— Task instructions —
Could you restate, word for word, the line that has "assert!(random_mask(&mut rng, 10, 10, 0.0).iter().all(|&v|" and all lines following it through the end of the entries below?

(Stored items from a collection)

━━━━━━━━━━━━━━━━━━━━━━━━━━━━━━

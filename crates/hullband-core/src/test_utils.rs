//! Synthetic masks and reference results for tests and benchmarks.

use rand::prelude::*;

use crate::segmentation::Component;

/// Parse an ASCII mask: `#` is foreground, anything else background.
///
/// Returns `(data, height, width)`.
///
/// # Panics
/// Panics if rows have different lengths.
#[must_use]
pub fn mask_from_ascii(rows: &[&str]) -> (Vec<u8>, usize, usize) {
    let height = rows.len();
    let width = rows.first().map_or(0, |r| r.len());
    let mut data = Vec::with_capacity(height * width);
    for row in rows {
        assert_eq!(row.len(), width, "ragged ASCII mask");
        data.extend(row.bytes().map(|b| u8::from(b == b'#')));
    }
    (data, height, width)
}

/// Random mask where each cell is foreground with probability `density`.
#[must_use]
pub fn random_mask<R: Rng>(rng: &mut R, height: usize, width: usize, density: f64) -> Vec<u8> {
    (0..height * width)
        .map(|_| u8::from(rng.gen_bool(density.clamp(0.0, 1.0))))
        .collect()
}

/// Mask with `count` filled axis-aligned blobs of random size on an empty canvas.
#[must_use]
pub fn blob_mask<R: Rng>(rng: &mut R, height: usize, width: usize, count: usize) -> Vec<u8> {
    let mut data = vec![0u8; height * width];
    if height == 0 || width == 0 {
        return data;
    }
    for _ in 0..count {
        let r0 = rng.gen_range(0..height);
        let c0 = rng.gen_range(0..width);
        let h = rng.gen_range(1..=(height / 8).max(1));
        let w = rng.gen_range(1..=(width / 8).max(1));
        for r in r0..(r0 + h).min(height) {
            for c in c0..(c0 + w).min(width) {
                data[r * width + c] = 1;
            }
        }
    }
    data
}

/// Single-threaded 8-connected flood fill over the whole mask.
///
/// Each component is returned as its sorted `(row, col)` list; the outer list is sorted too.
#[must_use]
pub fn reference_components(mask: &[u8], height: usize, width: usize) -> Vec<Vec<(u32, u32)>> {
    let mut seen = vec![false; height * width];
    let mut components = Vec::new();
    let mut queue = Vec::new();

    for start in 0..height * width {
        if mask[start] == 0 || seen[start] {
            continue;
        }
        seen[start] = true;
        queue.push(start);
        let mut members = Vec::new();
        while let Some(idx) = queue.pop() {
            let (r, c) = (idx / width, idx % width);
            members.push((r as u32, c as u32));
            for nr in r.saturating_sub(1)..=(r + 1).min(height - 1) {
                for nc in c.saturating_sub(1)..=(c + 1).min(width - 1) {
                    let n = nr * width + nc;
                    if mask[n] != 0 && !seen[n] {
                        seen[n] = true;
                        queue.push(n);
                    }
                }
            }
        }
        members.sort_unstable();
        components.push(members);
    }
    components.sort();
    components
}

/// Canonical form of a component list: sorted coordinate sets, sorted.
///
/// Independent of component order and of surviving label ids.
#[must_use]
pub fn sorted_component_sets(components: &[Component]) -> Vec<Vec<(u32, u32)>> {
    let mut sets: Vec<Vec<(u32, u32)>> = components
        .iter()
        .map(|c| {
            let mut coords: Vec<(u32, u32)> = c.pixels.iter().map(|p| p.coords()).collect();
            coords.sort_unstable();
            coords
        })
        .collect();
    sets.sort();
    sets
}

#[cfg(test)]
mod tests {
    use super::*;

    #[test]
    fn test_mask_from_ascii() {
        let (data, h, w) = mask_from_ascii(&["#.", ".#", "##"]);
        assert_eq!((h, w), (3, 2));
        assert_eq!(data, vec![1, 0, 0, 1, 1, 1]);
    }

    #[test]
    fn test_reference_components_diagonal() {
        let (data, h, w) = mask_from_ascii(&["#..", ".#.", "...", "..#"]);
        let comps = reference_components(&data, h, w);
        assert_eq!(comps, vec![vec![(0, 0), (1, 1)], vec![(3, 2)]]);
    }

    #[test]
    fn test_random_mask_density_bounds() {
        let mut rng = StdRng::seed_from_u64(7);
        assert!(random_mask(&mut rng, 10, 10, 0.0).iter().all(|&v| v == 0));
        assert!(random_mask(&mut rng, 10, 10, 1.0).iter().all(|&v| v == 1));
    }
}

━━━━━━━━━━━━━━━━━━━━━━━━━━━━━━

— Completed exercise —
        assert!(random_mask(&mut rng, 10, 10, 0.0).iter().all(|&v| v == 0));
        assert!(random_mask(&mut rng, 10, 10, 1.0).iter().all(|&v| v == 1));
    }
}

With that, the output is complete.